Early years and political rise
Henry Dutton graduated in 1818 at Yale University, then studied law and then got admitted to the bar in 1823. In addition, he also taught 1821-1823 himself at Yale and spent two years as head teacher (English ) at the Fairfield Academy. Some time later he decided to go into politics and was in 1828, 1834, 1838, 1839, and 1850 in the House of Representatives from Connecticut operates. After moving in 1847 to New Haven, he was hired as Kent Professor of Law at Yale, a position which he retained until his death. Dutton also sat in the Senate of Connecticut in 1849, was then 1852-1853 Judge of the New Haven County Court and failed in 1853 when his candidacy for the governorship of Connecticut.
Governor of Connecticut
Dutton won the 1854 Governor nomination of the Whigs and was (140 to 93 ) chosen in the same year by a Legislativabstimmung governor of Connecticut.
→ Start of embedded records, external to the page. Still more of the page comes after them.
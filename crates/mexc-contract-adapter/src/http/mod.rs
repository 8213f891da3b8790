/*
[INPUT]:  HTTP client configuration and private API endpoints
[OUTPUT]: Signed requests and typed history results
[POS]:    HTTP layer - REST API communication
[UPDATE]: When adding new endpoints or changing client behavior
*/

pub mod client;
pub mod error;
pub mod history;
pub mod signature;

pub use error::{MexcError, Result};
pub use signature::{RequestSigner, SignedQuery, encode_component, encode_params};

pub use client::{CONTRACT_BASE_URL, ClientConfig, MexcClient};
pub use history::{ORDER_HISTORY_ENDPOINT, POSITION_HISTORY_ENDPOINT};
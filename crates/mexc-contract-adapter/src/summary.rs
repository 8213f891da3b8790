/*
[INPUT]:  Fetched position or order records
[OUTPUT]: Count, P&L and fee totals with net figures
[POS]:    Aggregation layer - post-fetch folds over history records
[UPDATE]: When summary fields or fee definitions change
*/

use rust_decimal::Decimal;
use serde::{Deserialize, Serialize};

use crate::types::{HistoryOrder, HistoryPosition};

/// Totals over a set of closed positions
#[derive(Debug, Clone, Copy, Default, PartialEq, Eq, Serialize, Deserialize)]
pub struct PositionSummary {
    pub total_positions: usize,
    #[serde(with = "rust_decimal::serde::str")]
    pub total_pnl: Decimal,
    #[serde(with = "rust_decimal::serde::str")]
    pub total_fees: Decimal,
}

impl PositionSummary {
    pub fn from_positions<'a, I>(positions: I) -> Self
    where
        I: IntoIterator<Item = &'a HistoryPosition>,
    {
        positions
            .into_iter()
            .fold(Self::default(), |acc, position| Self {
                total_positions: acc.total_positions + 1,
                total_pnl: acc.total_pnl + position.realised,
                total_fees: acc.total_fees + position.hold_fee,
            })
    }

    pub fn net_pnl(&self) -> Decimal {
        self.total_pnl - self.total_fees
    }
}

/// Totals over a set of orders; fees are taker plus maker
#[derive(Debug, Clone, Copy, Default, PartialEq, Eq, Serialize, Deserialize)]
pub struct OrderSummary {
    pub total_orders: usize,
    #[serde(with = "rust_decimal::serde::str")]
    pub total_profit: Decimal,
    #[serde(with = "rust_decimal::serde::str")]
    pub total_fees: Decimal,
}

impl OrderSummary {
    pub fn from_orders<'a, I>(orders: I) -> Self
    where
        I: IntoIterator<Item = &'a HistoryOrder>,
    {
        orders.into_iter().fold(Self::default(), |acc, order| Self {
            total_orders: acc.total_orders + 1,
            total_profit: acc.total_profit + order.profit,
            total_fees: acc.total_fees + order.total_fee(),
        })
    }

    pub fn net_profit(&self) -> Decimal {
        self.total_profit - self.total_fees
    }
}
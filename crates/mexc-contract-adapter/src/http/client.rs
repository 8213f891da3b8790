/*
[INPUT]:  HTTP configuration (base URL, timeouts, recv window, page delay, credentials)
[OUTPUT]: Configured reqwest client issuing signed GET requests
[POS]:    HTTP layer - core client implementation
[UPDATE]: When adding connection options or changing client behavior
*/

use crate::auth::Credentials;
use crate::http::signature::RequestSigner;
use crate::http::{MexcError, Result};
use crate::types::{ApiResponse, QueryParams};
use reqwest::header::{CONTENT_TYPE, HeaderMap, HeaderName, HeaderValue};
use reqwest::{Client, Url};
use serde::de::DeserializeOwned;
use std::time::Duration;
use tracing::{debug, warn};

/// Base URL for MEXC contract API
pub const CONTRACT_BASE_URL: &str = "https://contract.mexc.com";

const API_KEY_HEADER: &str = "ApiKey";
const REQUEST_TIME_HEADER: &str = "Request-Time";
const SIGNATURE_HEADER: &str = "Signature";
const RECV_WINDOW_HEADER: &str = "Recv-Window";

/// HTTP client configuration
#[derive(Debug, Clone)]
pub struct ClientConfig {
    pub timeout: Duration,
    pub connect_timeout: Duration,
    /// Milliseconds the server accepts between `Request-Time` and arrival
    pub recv_window_ms: u64,
    /// Fixed pause between two consecutive page requests
    pub page_delay: Duration,
}

impl Default for ClientConfig {
    fn default() -> Self {
        Self {
            timeout: Duration::from_secs(30),
            connect_timeout: Duration::from_secs(10),
            recv_window_ms: 60_000,
            page_delay: Duration::from_millis(300),
        }
    }
}

/// Main HTTP client for MEXC contract private endpoints
#[derive(Debug)]
pub struct MexcClient {
    http_client: Client,
    base_url: Url,
    config: ClientConfig,
    signer: Option<RequestSigner>,
}

impl MexcClient {
    /// Create a new client with default configuration
    pub fn new() -> Result<Self> {
        Self::with_config(ClientConfig::default())
    }

    /// Create a new client with custom configuration
    pub fn with_config(config: ClientConfig) -> Result<Self> {
        Self::with_base_url(config, CONTRACT_BASE_URL)
    }

    /// Create a client against a different host (tests, proxies)
    pub fn with_base_url(config: ClientConfig, base_url: &str) -> Result<Self> {
        let http_client = Client::builder()
            .timeout(config.timeout)
            .connect_timeout(config.connect_timeout)
            .build()?;

        Ok(Self {
            http_client,
            base_url: Url::parse(base_url)?,
            config,
            signer: None,
        })
    }

    /// Set credentials for authenticated requests
    pub fn set_credentials(&mut self, credentials: Credentials) {
        self.signer = Some(RequestSigner::new(credentials));
    }

    pub fn with_credentials(mut self, credentials: Credentials) -> Self {
        self.set_credentials(credentials);
        self
    }

    pub fn has_credentials(&self) -> bool {
        self.signer.is_some()
    }

    pub fn config(&self) -> &ClientConfig {
        &self.config
    }

    pub fn base_url(&self) -> &Url {
        &self.base_url
    }

    fn signer(&self) -> Result<&RequestSigner> {
        self.signer.as_ref().ok_or(MexcError::MissingCredentials)
    }

    fn signed_headers(&self, request_time: &str, signature: &str) -> Result<HeaderMap> {
        let signer = self.signer()?;
        let header = |value: &str, what: &str| {
            HeaderValue::from_str(value)
                .map_err(|err| MexcError::Config(format!("invalid {what} header: {err}")))
        };

        let mut headers = HeaderMap::new();
        headers.insert(CONTENT_TYPE, HeaderValue::from_static("application/json"));
        headers.insert(
            HeaderName::from_static("apikey"),
            header(signer.api_key(), API_KEY_HEADER)?,
        );
        headers.insert(
            HeaderName::from_static("request-time"),
            header(request_time, REQUEST_TIME_HEADER)?,
        );
        headers.insert(
            HeaderName::from_static("signature"),
            header(signature, SIGNATURE_HEADER)?,
        );
        headers.insert(
            HeaderName::from_static("recv-window"),
            header(&self.config.recv_window_ms.to_string(), RECV_WINDOW_HEADER)?,
        );
        Ok(headers)
    }

    /// Issue one signed GET and unwrap the `{success, data}` envelope.
    ///
    /// The query string sent is exactly the canonical string that was signed.
    pub async fn signed_get<T>(&self, endpoint: &str, params: &QueryParams) -> Result<T>
    where
        T: DeserializeOwned,
    {
        let timestamp = chrono::Utc::now().timestamp_millis();
        let signed = self.signer()?.sign_query(timestamp, params)?;
        let headers = self.signed_headers(&signed.request_time, &signed.signature)?;

        let mut url = self.base_url.join(endpoint)?;
        url.set_query((!signed.query.is_empty()).then_some(signed.query.as_str()));

        debug!(endpoint, query = %signed.query, "sending signed request");
        let response = self.http_client.get(url).headers(headers).send().await?;

        let status = response.status();
        let response_headers = header_pairs(response.headers());
        let body = response.text().await?;

        if !status.is_success() {
            warn!(
                endpoint,
                status = status.as_u16(),
                body = %body,
                headers = ?response_headers,
                "request rejected by HTTP layer"
            );
            return Err(MexcError::status_error(status, body, response_headers));
        }

        let envelope: ApiResponse = serde_json::from_str(&body)?;
        if !envelope.success {
            warn!(
                endpoint,
                code = ?envelope.code,
                message = ?envelope.message,
                "API reported failure"
            );
        }
        envelope.into_data()
    }
}

fn header_pairs(headers: &HeaderMap) -> Vec<(String, String)> {
    headers
        .iter()
        .map(|(name, value)| {
            (
                name.as_str().to_string(),
                value.to_str().unwrap_or("<binary>").to_string(),
            )
        })
        .collect()
}
/*
[INPUT]:  Built mexc-history binary and YAML configuration files
[OUTPUT]: Process-level checks of dry-run and configuration failures
[POS]:    Integration test layer - binary invocation
[UPDATE]: When changing CLI flags or exit behaviour
*/

use std::io::Write;
use std::process::{Command, Output};

fn run_binary(args: &[&str]) -> Output {
    Command::new(env!("CARGO_BIN_EXE_mexc-history"))
        .args(args)
        .env("RUST_LOG", "error")
        .env_remove("MEXC_API_KEY")
        .env_remove("MEXC_API_SECRET")
        .output()
        .expect("Failed to start mexc-history binary")
}

fn describe(output: &Output) -> String {
    format!(
        "status: {}\nStdout: {}\nStderr: {}",
        output.status,
        String::from_utf8_lossy(&output.stdout),
        String::from_utf8_lossy(&output.stderr)
    )
}

#[test]
fn cli_mode_with_config_and_dry_run_works() {
    let config_path = format!("{}/examples/history.yaml", env!("CARGO_MANIFEST_DIR"));

    let output = run_binary(&["--config", &config_path, "--dry-run", "positions"]);

    assert!(output.status.success(), "{}", describe(&output));
    // Dry run never reaches the report stage
    assert!(output.stdout.is_empty(), "{}", describe(&output));
}

#[test]
fn dry_run_without_config_uses_defaults() {
    let output = run_binary(&["--dry-run", "all"]);
    assert!(output.status.success(), "{}", describe(&output));
}

#[test]
fn invalid_config_exits_non_zero() {
    let mut file = tempfile::NamedTempFile::new().expect("temp file");
    writeln!(file, "page_size: 500").expect("write config");
    let config_path = file.path().to_string_lossy().into_owned();

    let output = run_binary(&["--config", &config_path, "--dry-run", "orders"]);

    assert_eq!(output.status.code(), Some(1), "{}", describe(&output));
}

#[test]
fn missing_config_file_exits_non_zero() {
    let output = run_binary(&["--config", "/nonexistent/history.yaml", "--dry-run", "all"]);
    assert_eq!(output.status.code(), Some(1), "{}", describe(&output));
}

#[test]
fn flag_override_is_validated() {
    let output = run_binary(&["--days", "120", "--dry-run", "positions"]);
    assert_eq!(output.status.code(), Some(1), "{}", describe(&output));
}
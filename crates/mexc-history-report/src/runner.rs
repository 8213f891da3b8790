/*
[INPUT]:  Parsed CLI, resolved configuration and an authenticated client
[OUTPUT]: Positions and/or orders report written to the given sink
[POS]:    Orchestration layer - one report run
[UPDATE]: When adding report kinds or output modes
*/

use anyhow::Context;
use mexc_contract_adapter::MexcClient;
use std::io::Write;
use tracing::info;

use crate::cli::Cli;
use crate::config::ReportConfig;
use crate::report::{self, JsonReport};

/// Fetch what the command asks for and write the report to `out`.
///
/// Fetch failures propagate with the adapter error intact for the caller to log.
pub async fn run_report<W: Write>(
    cli: &Cli,
    config: &ReportConfig,
    client: &MexcClient,
    out: &mut W,
) -> anyhow::Result<()> {
    let mut json = JsonReport::default();

    if cli.wants_positions() {
        let mut query = config.position_query();
        let window = query.pin_window(now_ms());
        if !cli.json {
            writeln!(out, "{}", report::render_window("positions", &window))?;
        }
        let positions = client
            .position_history(&query)
            .await
            .context("fetch position history")?;
        info!(count = positions.len(), "positions fetched");

        if cli.json {
            json = json.with_positions(positions);
        } else {
            write!(out, "{}", report::render_positions_report(&positions))?;
        }
    }

    if cli.wants_orders() {
        let mut query = config.order_query();
        let window = query.pin_window(now_ms());
        if !cli.json {
            writeln!(out, "\n{}", report::render_window("orders", &window))?;
        }
        let orders = client
            .order_history(&query)
            .await
            .context("fetch order history")?;
        info!(count = orders.len(), "orders fetched");

        if cli.json {
            json = json.with_orders(orders);
        } else {
            write!(out, "{}", report::render_orders_report(&orders))?;
        }
    }

    if cli.json {
        writeln!(out, "{}", json.to_pretty_json()?)?;
    }
    out.flush()?;
    Ok(())
}

fn now_ms() -> i64 {
    chrono::Utc::now().timestamp_millis()
}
During his tenure, the Kansas - Nebraska Act and a prohibition law was confirmed in May 1854. The first law led to a major controversy across the state. It made slavery in a new large area legally possible and revived the bitter dispute over the extension of slavery, which was resting after the agreement of 1850 and thus accelerated the start of the Civil War. Dutton stood for re-election in 1855, but failed. His tenure went from 3 May 1854 to 2 May 1855.
After leaving his office, was 1861-1866 worked as a judge at the Superior Court and the Supreme Court of Errors. Henry Dutton died on April 12, 1869 and was buried in the Grove Street Cemetery.